I think the obvious stuff that people know to do still works. There were protests yesterday, some with hundreds of people, some with thousands, but not necessarily of the size and scope that you would think this moment would demand.

And I think that is due to the fact that a lot of folks don't think that it has impact and influence — and it does. The only route through this crisis is the mobilization of the public. Political gravity still exists in this country. It works a little bit differently than it did 10 years ago or 20 years ago. But if the public is mobilized, it will and can have an impact. Right now, joining groups like Indivisible and Move On, calling, showing up — all of that matters. Volume matters.

It may not persuade Elon Musk to stand down, but it will start to eat away at enough Republicans so that everything they want to do becomes a little bit harder, so that there is finally a little bit of legislative friction against the tasks that they are undertaking.

Donald Trump's net popularity has come down by six or seven points already. If that drops by another six or seven points because of our mobilization, well, then that frays a bit the hold that he has on the party.

I remember back in 2017 when their number one agenda item was to repeal the Affordable Care Act, and they didn't do it only because we mobilized, only because in the end, we made just enough Republicans realize that this was not going to be worthwhile for them politically. That works now.

Now, ultimately, if they completely break this thing — and I think that comes by the transparent, brazen violation of a court order, and most significantly, an order from the Supreme Court — then we have to talk about a wholly different set of tactics. And I don't think we need to cross that bridge right now. But if we are at a moment in which they have just completely and brazenly taken control of the government without any regard to the judicial branch, then we have a different conversation about the kind of things that citizens should be doing.

But right now, traditional political mobilization can and I think will work. But we need more people than hundreds out at these protests. And part of that is our job, to have more people talking like me to convey the sense of urgency that will convince people to mobilize.
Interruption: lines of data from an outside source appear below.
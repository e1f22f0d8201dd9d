// SPDX-License-Identifier: MIT

//! Data models.

pub mod user;

pub use user::{ActivationToken, User, ACTIVATION_TOKEN_TTL_MINUTES};
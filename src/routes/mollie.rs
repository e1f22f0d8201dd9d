// SPDX-License-Identifier: MIT

//! Mollie payment routes: initiate, redirect callback, webhook, cancel.
//!
//! The user-initiated flows map every failure to an `/error?code=...`
//! redirect. The webhook has no user to redirect, so its failures propagate
//! as error responses for the platform's error reporting to pick up.

use axum::{
    extract::{Json, Path, State},
    http::StatusCode,
    response::{IntoResponse, Response},
    routing::{get, post},
    Router,
};
use axum_extra::extract::cookie::CookieJar;
use serde::Deserialize;
use std::sync::Arc;

use crate::config::Environment;
use crate::error::AppError;
use crate::middleware::auth::{create_session_token, read_session, session_redirect};
use crate::routes::{error_redirect, found_redirect};
use crate::AppState;

pub fn routes() -> Router<Arc<AppState>> {
    Router::new()
        .route("/mollie/pay", get(pay))
        .route("/mollie/webhook", post(webhook))
        .route("/mollie/{token}/payment-cb", get(payment_callback))
        .route("/mollie/cancel-subscription", get(cancel_subscription))
}

/// Initiate a first payment: 302 to the Mollie hosted checkout.
async fn pay(State(state): State<Arc<AppState>>, jar: CookieJar) -> Response {
    let session = read_session(&jar, &state.config.jwt_secret);
    let Some(user) = session.user.filter(|_| session.authed) else {
        return error_redirect("AUTH");
    };

    match state.payments.initiate_first_payment(&user.sub).await {
        Ok(checkout_url) => found_redirect(&checkout_url),
        Err(e) => {
            tracing::error!(user_id = %user.sub, error = %e, "Payment initiation failed");
            error_redirect(e.code())
        }
    }
}

/// Webhook body: Mollie posts the payment id. `mock` and the override
/// fields are honored in dev only, where Mollie cannot reach the server.
#[derive(Deserialize)]
struct WebhookBody {
    id: String,
    #[serde(default)]
    mock: bool,
    #[serde(default)]
    status: Option<String>,
    #[serde(default, rename = "sequenceType")]
    sequence_type: Option<String>,
}

/// Handle a Mollie payment notification.
async fn webhook(
    State(state): State<Arc<AppState>>,
    Json(body): Json<WebhookBody>,
) -> Result<StatusCode, AppError> {
    let mut transaction = state.mollie.get_payment(&body.id).await?;

    // Local testing hook: this must never trigger outside dev.
    if state.config.env == Environment::Dev && body.mock {
        if let Some(status) = body.status {
            transaction.status = status;
        }
        if let Some(sequence_type) = body.sequence_type {
            transaction.sequence_type = sequence_type;
        }
    }

    let outcome = state.payments.process_webhook(&transaction).await?;

    tracing::info!(
        payment_id = %body.id,
        status = %transaction.status,
        sequence_type = %transaction.sequence_type,
        ?outcome,
        "Webhook processed"
    );

    Ok(StatusCode::OK)
}

/// Redirect-based activation: consume the token, mark the subscription
/// active and reissue the session cookie with the new active flag.
async fn payment_callback(
    State(state): State<Arc<AppState>>,
    Path(token): Path<String>,
    jar: CookieJar,
) -> Response {
    let session = read_session(&jar, &state.config.jwt_secret);
    let Some(session_user) = session.user.filter(|_| session.authed) else {
        return error_redirect("AUTH");
    };

    let user = match state
        .payments
        .activate_from_callback(&token, &session_user.sub)
        .await
    {
        Ok(user) => user,
        Err(e) => {
            tracing::warn!(user_id = %session_user.sub, error = %e, "Payment callback rejected");
            return error_redirect(e.code());
        }
    };

    match create_session_token(&user, &state.config.jwt_secret) {
        Ok(jwt) => session_redirect(&jwt, "/mollie/cb?code=FIRST_PAYMENT_OK"),
        Err(e) => AppError::Internal(e).into_response(),
    }
}

/// Cancel the active subscription and reissue the session cookie with
/// `active: false`.
async fn cancel_subscription(State(state): State<Arc<AppState>>, jar: CookieJar) -> Response {
    let session = read_session(&jar, &state.config.jwt_secret);
    let Some(session_user) = session.user.filter(|_| session.authed) else {
        return error_redirect("AUTH");
    };

    let user = match state.payments.cancel(&session_user.sub).await {
        Ok(user) => user,
        Err(e) => {
            tracing::error!(user_id = %session_user.sub, error = %e, "Cancellation failed");
            return error_redirect(e.code());
        }
    };

    match create_session_token(&user, &state.config.jwt_secret) {
        Ok(jwt) => session_redirect(&jwt, "/mollie/cb?code=CANCEL_OK"),
        Err(e) => AppError::Internal(e).into_response(),
    }
}
// SPDX-License-Identifier: MIT

//! HTTP route handlers.

pub mod auth;
pub mod mollie;

use crate::AppState;
use axum::body::Body;
use axum::http::{header, StatusCode};
use axum::response::Response;
use axum::{routing::get, Json, Router};
use serde::Serialize;
use std::sync::Arc;
use tower_http::trace::{DefaultMakeSpan, DefaultOnResponse, TraceLayer};
use tracing::Level;

#[derive(Serialize)]
pub struct HealthResponse {
    pub status: String,
}

/// Health check response
async fn health_check() -> Json<HealthResponse> {
    Json(HealthResponse {
        status: "ok".to_string(),
    })
}

/// Plain 302 redirect.
pub(crate) fn found_redirect(location: &str) -> Response {
    Response::builder()
        .status(StatusCode::FOUND)
        .header(header::LOCATION, location)
        .body(Body::empty())
        .unwrap_or_default()
}

/// Redirect to the error page with a code the page resolves to a
/// human-readable message. User-facing flows never surface raw errors.
pub(crate) fn error_redirect(code: &str) -> Response {
    found_redirect(&format!("/error?code={code}"))
}

/// Build the complete router with all routes.
pub fn create_router(state: Arc<AppState>) -> Router {
    Router::new()
        .route("/health", get(health_check))
        .merge(auth::routes())
        .merge(mollie::routes())
        .layer(axum::middleware::from_fn(
            crate::middleware::security::add_security_headers,
        ))
        .layer(
            TraceLayer::new_for_http()
                .make_span_with(DefaultMakeSpan::new().level(Level::INFO))
                .on_response(DefaultOnResponse::new().level(Level::INFO)),
        )
        .with_state(state)
}
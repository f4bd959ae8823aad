//! Ambient particle background for the hero section.
//!
//! A fixed pool of small circles drifts across a full-viewport canvas,
//! bouncing off the edges and shrinking to a floor radius:
//! - Simulation in [`ParticleField`], independent of the browser
//! - Canvas drawing and the `requestAnimationFrame` loop in [`ParticleCanvas`]
//! - Reduced-motion preference disables the effect entirely
//!
//! # Example
//!
//! ```ignore
//! view! {
//!     <section class="hero">
//!         <ParticleCanvas />
//!         <h1>"Forging the Future of Your Business"</h1>
//!     </section>
//! }
//! ```

mod component;
mod field;
mod render;
pub mod theme;

pub use component::ParticleCanvas;
pub use field::{MotionPreference, Particle, ParticleField};
pub use theme::{Color, ParticleStyle};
People have suggested a general strike. Is that something you think people should look at?

Listen, I think when we talk about those elevated tactics — general strikes, civil disobedience — I think people will know the moment when it comes. And you frankly don't want to promise that you can do something that you can't. So I think you've got to be very thoughtful and planful in those kinds of actions. I don't think we are there yet. If the moment comes, I think people will know it.

A lot of people appreciate your leadership right now. Are you thinking about running for president? And including or beyond that, what would be your commitment to people if this continues to go in the very bad trajectory that you talked about? What is your vow to people about how you're going to defend people who are feeling very defenseless?

You asked the question at the beginning, why are people paying attention to me now?

I think it's in part because I legitimately don't have a personal agenda here. Like, I do not wake up every day thinking about my political future. I've got two kids who I want to grow up in a democracy, and I see how dangerous this moment is. I have clarity. I have existed in politics for a long time, plagued by a lot of gray. There's a lot of moments in my political career in which I saw my side, but I also saw their side.

And now, I see what they are doing, and what they are doing is evil.

So I wake up every day speaking authentically and urgently in part because I'm not thinking about my next move here. I will be satisfied if, at the end of the day, democracy is still here four years from now and we actually have a free and fair election for president.

You can imagine the kind of calls that we get into this office, given that political violence has been normalized and given the fact that I'm out there, talking in a way that not everybody else is talking. And so my only commitment is to just not be afraid in the way that a lot of other institutional players are clearly acting scared. I'm just not going to do it.